Work request >>
Copy out the listing exactly.

Task inputs >>
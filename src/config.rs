//! Runtime settings loaded from an optional YAML file.
//!
//! Precedence is CLI flag > config file > built-in default. The CLI side of
//! the merge lives in [`Settings::apply_cli`].
//!
//! ```yaml
//! github_token: ghp_xxx
//! concurrency: 4
//! request_timeout_secs: 20
//! retry:
//!   max_retries: 3
//!   base_delay_ms: 500
//! tracked_projects:
//!   - https://github.com/rust-lang/rust
//! ```

use crate::cli::Cli;
use crate::error::ConfigError;
use serde::Deserialize;
use std::time::Duration;
use tokio::fs;
use tracing::{debug, info, instrument};

pub const DEFAULT_GITHUB_API_BASE: &str = "https://api.github.com";

/// Backoff settings for transient fetch failures.
#[derive(Debug, Clone, Deserialize, PartialEq, Eq)]
#[serde(default)]
pub struct RetrySettings {
    pub max_retries: usize,
    pub base_delay_ms: u64,
    pub max_delay_ms: u64,
}

impl Default for RetrySettings {
    fn default() -> Self {
        Self {
            max_retries: 3,
            base_delay_ms: 500,
            max_delay_ms: 10_000,
        }
    }
}

impl RetrySettings {
    pub fn base_delay(&self) -> Duration {
        Duration::from_millis(self.base_delay_ms)
    }

    pub fn max_delay(&self) -> Duration {
        Duration::from_millis(self.max_delay_ms)
    }
}

#[derive(Debug, Clone, Deserialize, PartialEq, Eq)]
#[serde(default)]
pub struct Settings {
    pub github_token: Option<String>,
    pub github_api_base: String,
    pub request_timeout_secs: u64,
    /// Maximum number of batch items in flight at once.
    pub concurrency: usize,
    /// How many recent commits to pull per repository.
    pub commit_limit: u32,
    pub retry: RetrySettings,
    /// Reject items whose natural key already exists instead of updating them.
    pub skip_existing: bool,
    /// Repository URLs synced by `sync-projects`. Empty means "every repo
    /// the token's user owns".
    pub tracked_projects: Vec<String>,
    pub store_path: String,
}

impl Default for Settings {
    fn default() -> Self {
        Self {
            github_token: None,
            github_api_base: DEFAULT_GITHUB_API_BASE.to_string(),
            request_timeout_secs: 20,
            concurrency: 4,
            commit_limit: 5,
            retry: RetrySettings::default(),
            skip_existing: false,
            tracked_projects: Vec::new(),
            store_path: "catalog.json".to_string(),
        }
    }
}

impl Settings {
    pub fn from_yaml(yaml: &str, path: &str) -> Result<Self, ConfigError> {
        serde_yaml::from_str(yaml).map_err(|source| ConfigError::Parse {
            path: path.to_string(),
            source,
        })
    }

    /// Read settings from `path`, or fall back to defaults when no path is given.
    #[instrument(level = "info", skip_all, fields(path = ?path))]
    pub async fn load(path: Option<&str>) -> Result<Self, ConfigError> {
        let Some(path) = path else {
            debug!("No config file given; using defaults");
            return Ok(Self::default());
        };
        let yaml = fs::read_to_string(path)
            .await
            .map_err(|source| ConfigError::Read {
                path: path.to_string(),
                source,
            })?;
        let settings = Self::from_yaml(&yaml, path)?;
        info!(
            tracked = settings.tracked_projects.len(),
            concurrency = settings.concurrency,
            "Loaded configuration"
        );
        Ok(settings)
    }

    pub fn apply_cli(mut self, cli: &Cli) -> Self {
        if let Some(token) = &cli.github_token {
            self.github_token = Some(token.clone());
        }
        if let Some(base) = &cli.github_api_base {
            self.github_api_base = base.clone();
        }
        if let Some(concurrency) = cli.concurrency {
            self.concurrency = concurrency;
        }
        if let Some(timeout) = cli.timeout_secs {
            self.request_timeout_secs = timeout;
        }
        if let Some(limit) = cli.commit_limit {
            self.commit_limit = limit;
        }
        if let Some(retries) = cli.max_retries {
            self.retry.max_retries = retries;
        }
        if let Some(ms) = cli.retry_base_delay_ms {
            self.retry.base_delay_ms = ms;
        }
        if let Some(ms) = cli.retry_max_delay_ms {
            self.retry.max_delay_ms = ms;
        }
        if let Some(store) = &cli.store {
            self.store_path = store.clone();
        }
        if cli.skip_existing {
            self.skip_existing = true;
        }
        self
    }

    /// Reject values the pipeline cannot run with.
    pub fn validate(&self) -> Result<(), ConfigError> {
        if self.concurrency == 0 {
            return Err(ConfigError::InvalidSetting {
                name: "concurrency",
                reason: "must be at least 1".to_string(),
            });
        }
        if self.request_timeout_secs == 0 {
            return Err(ConfigError::InvalidSetting {
                name: "request_timeout_secs",
                reason: "must be at least 1".to_string(),
            });
        }
        if url::Url::parse(&self.github_api_base).is_err() {
            return Err(ConfigError::InvalidSetting {
                name: "github_api_base",
                reason: format!("{} is not a URL", self.github_api_base),
            });
        }
        Ok(())
    }

    pub fn request_timeout(&self) -> Duration {
        Duration::from_secs(self.request_timeout_secs)
    }

    /// The token, with empty strings treated as missing.
    pub fn github_token(&self) -> Option<&str> {
        self.github_token
            .as_deref()
            .map(str::trim)
            .filter(|t| !t.is_empty())
    }
}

Result below >>
filename src/config.rs
//! Runtime settings loaded from an optional YAML file.
//!
//! Precedence is CLI flag > config file > built-in default. The CLI side of
//! the merge lives in [`Settings::apply_cli`].
//!
//! ```yaml
//! github_token: ghp_xxx
//! concurrency: 4
//! request_timeout_secs: 20
//! retry:
//!   max_retries: 3
//!   base_delay_ms: 500
//! tracked_projects:
//!   - https://github.com/rust-lang/rust
//! ```

use crate::cli::Cli;
use crate::error::ConfigError;
use serde::Deserialize;
use std::time::Duration;
use tokio::fs;
use tracing::{debug, info, instrument};

pub const DEFAULT_GITHUB_API_BASE: &str = "https://api.github.com";

/// Backoff settings for transient fetch failures.
#[derive(Debug, Clone, Deserialize, PartialEq, Eq)]
#[serde(default)]
pub struct RetrySettings {
    pub max_retries: usize,
    pub base_delay_ms: u64,
    pub max_delay_ms: u64,
}

impl Default for RetrySettings {
    fn default() -> Self {
        Self {
            max_retries: 3,
            base_delay_ms: 500,
            max_delay_ms: 10_000,
        }
    }
}

impl RetrySettings {
    pub fn base_delay(&self) -> Duration {
        Duration::from_millis(self.base_delay_ms)
    }

    pub fn max_delay(&self) -> Duration {
        Duration::from_millis(self.max_delay_ms)
    }
}

#[derive(Debug, Clone, Deserialize, PartialEq, Eq)]
#[serde(default)]
pub struct Settings {
    pub github_token: Option<String>,
    pub github_api_base: String,
    pub request_timeout_secs: u64,
    /// Maximum number of batch items in flight at once.
    pub concurrency: usize,
    /// How many recent commits to pull per repository.
    pub commit_limit: u32,
    pub retry: RetrySettings,
    /// Reject items whose natural key already exists instead of updating them.
    pub skip_existing: bool,
    /// Repository URLs synced by `sync-projects`. Empty means "every repo
    /// the token's user owns".
    pub tracked_projects: Vec<String>,
    pub store_path: String,
}

impl Default for Settings {
    fn default() -> Self {
        Self {
            github_token: None,
            github_api_base: DEFAULT_GITHUB_API_BASE.to_string(),
            request_timeout_secs: 20,
            concurrency: 4,
            commit_limit: 5,
            retry: RetrySettings::default(),
            skip_existing: false,
            tracked_projects: Vec::new(),
            store_path: "catalog.json".to_string(),
        }
    }
}

impl Settings {
    pub fn from_yaml(yaml: &str, path: &str) -> Result<Self, ConfigError> {
        serde_yaml::from_str(yaml).map_err(|source| ConfigError::Parse {
            path: path.to_string(),
            source,
        })
    }

    /// Read settings from `path`, or fall back to defaults when no path is given.
    #[instrument(level = "info", skip_all, fields(path = ?path))]
    pub async fn load(path: Option<&str>) -> Result<Self, ConfigError> {
        let Some(path) = path else {
            debug!("No config file given; using defaults");
            return Ok(Self::default());
        };
        let yaml = fs::read_to_string(path)
            .await
            .map_err(|source| ConfigError::Read {
                path: path.to_string(),
                source,
            })?;
        let settings = Self::from_yaml(&yaml, path)?;
        info!(
            tracked = settings.tracked_projects.len(),
            concurrency = settings.concurrency,
            "Loaded configuration"
        );
        Ok(settings)
    }

    pub fn apply_cli(mut self, cli: &Cli) -> Self {
        if let Some(token) = &cli.github_token {
            self.github_token = Some(token.clone());
        }
        if let Some(base) = &cli.github_api_base {
            self.github_api_base = base.clone();
        }
        if let Some(concurrency) = cli.concurrency {
            self.concurrency = concurrency;
        }
        if let Some(timeout) = cli.timeout_secs {
            self.request_timeout_secs = timeout;
        }
        if let Some(limit) = cli.commit_limit {
            self.commit_limit = limit;
        }
        if let Some(retries) = cli.max_retries {
            self.retry.max_retries = retries;
        }
        if let Some(ms) = cli.retry_base_delay_ms {
            self.retry.base_delay_ms = ms;
        }
        if let Some(ms) = cli.retry_max_delay_ms {
            self.retry.max_delay_ms = ms;
        }
        if let Some(store) = &cli.store {
            self.store_path = store.clone();
        }
        if cli.skip_existing {
            self.skip_existing = true;
        }
        self
    }

    /// Reject values the pipeline cannot run with.
    pub fn validate(&self) -> Result<(), ConfigError> {
        if self.concurrency == 0 {
            return Err(ConfigError::InvalidSetting {
                name: "concurrency",
                reason: "must be at least 1".to_string(),
            });
        }
        if self.request_timeout_secs == 0 {
            return Err(ConfigError::InvalidSetting {
                name: "request_timeout_secs",
                reason: "must be at least 1".to_string(),
            });
        }
        if url::Url::parse(&self.github_api_base).is_err() {
            return Err(ConfigError::InvalidSetting {
                name: "github_api_base",
                reason: format!("{} is not a URL", self.github_api_base),
            });
        }
        Ok(())
    }

    pub fn request_timeout(&self) -> Duration {
        Duration::from_secs(self.request_timeout_secs)
    }

    /// The token, with empty strings treated as missing.
    pub fn github_token(&self) -> Option<&str> {
        self.github_token
            .as_deref()
            .map(str::trim)
            .filter(|t| !t.is_empty())
    }
}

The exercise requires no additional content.